Ebbene, questa seconda strada, è (a parer personale di chi scrive), l'unica cosa buona che c'è in tutto l'assurdo progetto di autostrada tirrenica: se questa autostrada verrà fatta, la regione ha deciso che utilizzerà per il sottofondo stradale parte dei rifiuti provenienti dalle acciaierie della Lucchini. Ipotesi che ha fatto gridare alla bomba ecologica da Medicina democratica di Rosignano perché questa operazione creerebbe una discarica diffusa (si badi bene: la bomba ecologica non è l'autostrada a 6 corsie fatta dopo aver distrutto la variante a 4 corsie, bensì l'utilizzo di rifiuti industriali nel sottofondo autostradale, secondo sic!). Insomma, ancora una volta in nome di un'interpretazione estremizzata del principio di precauzione, in questo paese sottosopra il massimo dell'antagonismo coincide con il massimo della dissipazione delle risorse naturali.

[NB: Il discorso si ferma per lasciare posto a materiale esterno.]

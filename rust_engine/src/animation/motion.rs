//! Motion 核心数据结构
//!
//! 持有名称表与八类关键帧段，负责文件头解析、两阶段加载
//! （预解析只校验边界，成功后才构建关键帧）、保存以及求值分派。

use std::io::{self, Write};

use byteorder::{LittleEndian, WriteBytesExt};

use super::codec::{ByteReader, StringCodec};
use super::keyframe::{
    AssetKeyframe, BoneKeyframe, CameraKeyframe, EffectKeyframe, Keyframe, KeyframeType,
    LayerIndex, LightKeyframe, ModelKeyframe, MorphKeyframe, ProjectKeyframe, TimeIndex,
};
use super::motion_track::{
    AssetFrameTransform, BoneFrameTransform, CameraFrameTransform, LightFrameTransform,
    ModelFrameState, ProjectFrameState, TrackKeyframe,
};
use super::name_list::NameListSection;
use super::scene::{ModelTarget, SceneTarget};
use super::section::{FlatSection, NamedSection, SectionTag, SectionType};
use crate::config::get_config;
use crate::{ErrorCode, MotionError, Result};

/// 文件签名（写入时以 NUL 填充到 30 字节）
pub const SIGNATURE: &[u8] = b"Motion Vector Data file";
const SIGNATURE_SIZE: usize = 30;
const VERSION: f32 = 1.0;
/// signature + version + encoding
const HEADER_SIZE: usize = SIGNATURE_SIZE + 4 + 1;

/// 抽象播放接口
pub trait Animation {
    fn seek(&mut self, time_index: TimeIndex);

    fn advance(&mut self, delta: TimeIndex);

    fn max_time_index(&self) -> TimeIndex;

    fn is_reached_to(&self, time_index: TimeIndex) -> bool;
}

#[derive(Debug, Clone, Copy, PartialEq, Eq)]
pub enum MotionState {
    Empty,
    Preparsed,
    Loaded,
    Error,
}

/// 一个段在源数据中的位置
#[derive(Debug, Clone, Copy)]
pub struct SectionChunk<'a> {
    pub section_type: SectionType,
    pub minor: i32,
    /// 段头部与记录（不含标签）
    pub bytes: &'a [u8],
}

/// 预解析结果；只借用调用方的缓冲区
#[derive(Debug, Clone)]
pub struct DataInfo<'a> {
    pub codec: StringCodec,
    pub name: &'a [u8],
    pub name2: &'a [u8],
    pub reserved: &'a [u8],
    pub scene_fps: f32,
    /// 按文件顺序排列
    pub chunks: Vec<SectionChunk<'a>>,
}

impl<'a> DataInfo<'a> {
    pub fn chunks_of(&self, section_type: SectionType) -> impl Iterator<Item = &SectionChunk<'a>> {
        self.chunks
            .iter()
            .filter(move |chunk| chunk.section_type == section_type)
    }

    pub fn count_chunks(&self, section_type: SectionType) -> usize {
        self.chunks_of(section_type).count()
    }
}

Premesso fra l'altro che piano regionale speciali, piano regionale attività estrattive e delibera regionale impongono (imporrebbero) il riutilizzo rifiuti al posto di materia vergine e premesso anche che la piattaforma Tap (progettata da Arrr su input della Regione) tratta appunto il mix di scarti (tra cui loppe, polveri e scorie di acciaieria e di altoforno) che miscelati a materiale inerte e addizionati con sostanze reagenti permetteranno di ottenere un prodotto finito riutilizzabile per vari scopi, in particolare sottofondi stradali, che cosa accadrà (o accadrebbe) se invece questi rifiuti non saranno (non fossero) utilizzati?
Dal punto di vista del danno ambientale dovremmo aggiungere a tutto il resto anche l'impatto derivato dall'estrazione di materiale vergine, quindi la distruzione di ecosistemi, flora e fauna, paesaggio. Ma soprattutto quella parte di rifiuti della Lucchini che fine farà (farebbe)? Tralasciando il fatto che non più tardi di un paio di anni fa fu sequestrata nelle aree Lucchini una ‘collinetta' alta 7 metri e lunga una dozzina di chilometri fatta di scarti industriali, il milione di tonnellate di rifiuti che più o meno ogni anno lo stabilimento di Piombino produce, segue le dinamiche di mercato: la Lucchini vende ciò che è riutilizzabile quando è possibile, scarta quello che non lo è e lo consegna al circuito dello smaltimento: ovvero l'acciaieria paga qualcuno per farseli portare via e questo qualcuno se ci riesce paga qualcun altro perché se ne faccia carico e li riutilizzi (nella migliore delle ipotesi) oppure li smaltisca. Come? Visto che la capacità complessiva di trattamento dei rifiuti in Italia è altamente deficitaria e quindi andare a trattare o smaltire correttamente all'estero ha un costo molto alto, capita (molto spesso?) che questi rifiuti "spariscano" nel modo più economico, cioè finendo in qualche vallata (in qualche parte del paese o del pianeta) oppure in fondo al mare (come le cronache di questi giorni confermano).